*EXERCISE DESCRIPTION*
Every line below that holds the string "nested" should be copied out.

Stored data entries:
= = = = =

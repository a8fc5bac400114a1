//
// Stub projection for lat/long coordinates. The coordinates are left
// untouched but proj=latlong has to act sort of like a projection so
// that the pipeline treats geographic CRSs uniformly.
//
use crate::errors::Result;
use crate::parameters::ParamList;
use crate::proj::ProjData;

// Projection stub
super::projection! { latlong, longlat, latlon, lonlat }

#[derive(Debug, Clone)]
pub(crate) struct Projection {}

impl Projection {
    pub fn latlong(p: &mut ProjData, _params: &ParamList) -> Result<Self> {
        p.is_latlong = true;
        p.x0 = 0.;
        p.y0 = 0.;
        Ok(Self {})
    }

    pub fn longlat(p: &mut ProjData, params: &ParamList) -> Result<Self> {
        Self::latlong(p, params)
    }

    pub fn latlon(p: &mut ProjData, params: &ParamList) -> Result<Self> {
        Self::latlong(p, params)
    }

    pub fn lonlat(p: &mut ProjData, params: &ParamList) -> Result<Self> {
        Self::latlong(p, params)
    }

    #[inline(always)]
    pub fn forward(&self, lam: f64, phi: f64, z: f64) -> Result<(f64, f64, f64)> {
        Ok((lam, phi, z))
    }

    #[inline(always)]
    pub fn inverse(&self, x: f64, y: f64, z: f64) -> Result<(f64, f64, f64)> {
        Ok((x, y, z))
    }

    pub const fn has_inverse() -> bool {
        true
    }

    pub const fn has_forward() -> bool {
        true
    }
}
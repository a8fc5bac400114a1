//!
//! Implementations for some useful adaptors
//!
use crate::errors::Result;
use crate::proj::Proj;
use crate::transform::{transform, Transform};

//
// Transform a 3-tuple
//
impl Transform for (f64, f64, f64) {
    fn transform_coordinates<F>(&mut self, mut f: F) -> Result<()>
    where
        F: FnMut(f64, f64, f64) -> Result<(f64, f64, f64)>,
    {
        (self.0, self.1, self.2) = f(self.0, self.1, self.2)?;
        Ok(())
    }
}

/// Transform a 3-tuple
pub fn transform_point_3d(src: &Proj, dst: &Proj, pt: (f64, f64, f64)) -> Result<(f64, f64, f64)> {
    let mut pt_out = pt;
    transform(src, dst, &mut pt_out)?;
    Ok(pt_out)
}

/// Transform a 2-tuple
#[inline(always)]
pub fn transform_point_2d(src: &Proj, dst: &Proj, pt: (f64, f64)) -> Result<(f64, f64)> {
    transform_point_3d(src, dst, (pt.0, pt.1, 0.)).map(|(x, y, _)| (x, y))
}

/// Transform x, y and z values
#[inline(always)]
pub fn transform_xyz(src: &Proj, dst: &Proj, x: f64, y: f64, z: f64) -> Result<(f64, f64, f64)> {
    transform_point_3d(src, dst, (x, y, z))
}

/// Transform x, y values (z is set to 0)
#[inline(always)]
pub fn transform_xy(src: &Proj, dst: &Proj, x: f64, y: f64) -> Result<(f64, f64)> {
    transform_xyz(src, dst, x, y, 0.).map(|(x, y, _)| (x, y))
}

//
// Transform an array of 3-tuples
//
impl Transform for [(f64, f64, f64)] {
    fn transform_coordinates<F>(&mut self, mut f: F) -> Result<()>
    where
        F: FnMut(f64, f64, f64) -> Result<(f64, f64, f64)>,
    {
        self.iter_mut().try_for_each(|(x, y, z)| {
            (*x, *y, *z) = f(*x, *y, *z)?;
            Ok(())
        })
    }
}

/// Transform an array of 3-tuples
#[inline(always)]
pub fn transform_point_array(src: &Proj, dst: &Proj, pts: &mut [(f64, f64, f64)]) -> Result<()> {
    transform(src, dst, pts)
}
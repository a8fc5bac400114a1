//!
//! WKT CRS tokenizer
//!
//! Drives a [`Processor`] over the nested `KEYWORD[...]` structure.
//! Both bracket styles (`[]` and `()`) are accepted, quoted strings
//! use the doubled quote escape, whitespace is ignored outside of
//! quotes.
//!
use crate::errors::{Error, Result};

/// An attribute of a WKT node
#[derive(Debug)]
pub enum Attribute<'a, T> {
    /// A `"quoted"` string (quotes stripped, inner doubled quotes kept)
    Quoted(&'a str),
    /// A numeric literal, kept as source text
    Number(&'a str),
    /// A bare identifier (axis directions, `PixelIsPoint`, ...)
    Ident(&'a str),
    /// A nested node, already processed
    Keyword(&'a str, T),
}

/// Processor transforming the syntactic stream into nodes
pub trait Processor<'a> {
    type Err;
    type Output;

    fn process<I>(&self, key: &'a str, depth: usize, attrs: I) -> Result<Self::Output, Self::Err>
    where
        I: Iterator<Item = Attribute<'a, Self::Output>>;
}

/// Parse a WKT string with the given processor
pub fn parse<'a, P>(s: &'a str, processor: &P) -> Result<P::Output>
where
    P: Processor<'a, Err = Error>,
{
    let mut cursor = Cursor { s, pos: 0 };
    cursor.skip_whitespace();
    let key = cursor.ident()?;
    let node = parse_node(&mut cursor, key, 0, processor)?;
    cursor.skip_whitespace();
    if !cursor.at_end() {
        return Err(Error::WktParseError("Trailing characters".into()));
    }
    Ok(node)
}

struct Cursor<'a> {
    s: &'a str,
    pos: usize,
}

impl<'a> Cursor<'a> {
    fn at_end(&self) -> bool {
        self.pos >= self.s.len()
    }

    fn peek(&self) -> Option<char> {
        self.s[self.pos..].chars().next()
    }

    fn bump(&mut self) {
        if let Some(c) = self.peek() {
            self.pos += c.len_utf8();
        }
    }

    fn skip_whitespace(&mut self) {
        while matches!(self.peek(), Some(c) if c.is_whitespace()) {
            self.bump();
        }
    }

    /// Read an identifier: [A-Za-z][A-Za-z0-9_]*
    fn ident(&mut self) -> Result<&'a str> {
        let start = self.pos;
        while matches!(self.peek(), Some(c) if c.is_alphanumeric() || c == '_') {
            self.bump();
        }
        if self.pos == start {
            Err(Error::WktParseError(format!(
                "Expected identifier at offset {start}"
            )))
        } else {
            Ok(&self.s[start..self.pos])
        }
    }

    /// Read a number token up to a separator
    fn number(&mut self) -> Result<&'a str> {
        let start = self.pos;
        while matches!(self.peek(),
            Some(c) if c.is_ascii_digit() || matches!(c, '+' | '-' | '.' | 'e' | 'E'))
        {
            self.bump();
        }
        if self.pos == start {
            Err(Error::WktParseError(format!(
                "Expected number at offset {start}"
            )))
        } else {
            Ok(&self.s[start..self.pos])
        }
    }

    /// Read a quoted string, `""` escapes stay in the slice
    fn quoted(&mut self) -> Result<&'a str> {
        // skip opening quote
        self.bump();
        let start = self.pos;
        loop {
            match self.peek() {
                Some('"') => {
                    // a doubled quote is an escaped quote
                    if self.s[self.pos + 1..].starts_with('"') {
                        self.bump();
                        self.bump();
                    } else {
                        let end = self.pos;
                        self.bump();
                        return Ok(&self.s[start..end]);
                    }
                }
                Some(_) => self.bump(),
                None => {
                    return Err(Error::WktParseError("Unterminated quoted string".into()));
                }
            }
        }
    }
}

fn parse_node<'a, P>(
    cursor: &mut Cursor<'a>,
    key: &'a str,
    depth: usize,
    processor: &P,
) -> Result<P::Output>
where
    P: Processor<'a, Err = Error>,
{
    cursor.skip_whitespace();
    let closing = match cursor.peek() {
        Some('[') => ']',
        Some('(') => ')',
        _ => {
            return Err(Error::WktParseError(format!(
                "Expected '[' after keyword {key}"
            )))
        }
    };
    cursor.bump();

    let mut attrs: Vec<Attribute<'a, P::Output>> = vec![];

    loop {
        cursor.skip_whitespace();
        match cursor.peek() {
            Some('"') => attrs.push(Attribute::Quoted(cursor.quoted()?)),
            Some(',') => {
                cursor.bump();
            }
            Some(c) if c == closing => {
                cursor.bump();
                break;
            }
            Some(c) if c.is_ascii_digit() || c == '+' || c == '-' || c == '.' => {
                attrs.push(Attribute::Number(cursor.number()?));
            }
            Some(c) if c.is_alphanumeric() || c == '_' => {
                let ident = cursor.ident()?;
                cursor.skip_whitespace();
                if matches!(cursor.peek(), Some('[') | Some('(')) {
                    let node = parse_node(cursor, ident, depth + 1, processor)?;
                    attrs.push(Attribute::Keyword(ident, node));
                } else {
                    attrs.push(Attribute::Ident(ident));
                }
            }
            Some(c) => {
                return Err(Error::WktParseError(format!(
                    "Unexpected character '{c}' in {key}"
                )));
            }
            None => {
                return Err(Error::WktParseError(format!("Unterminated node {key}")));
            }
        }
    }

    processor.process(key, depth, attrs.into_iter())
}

= = = = =

*RESULT OF THIS EXERCISE*
//! Drives a [`Processor`] over the nested `KEYWORD[...]` structure.
    /// A nested node, already processed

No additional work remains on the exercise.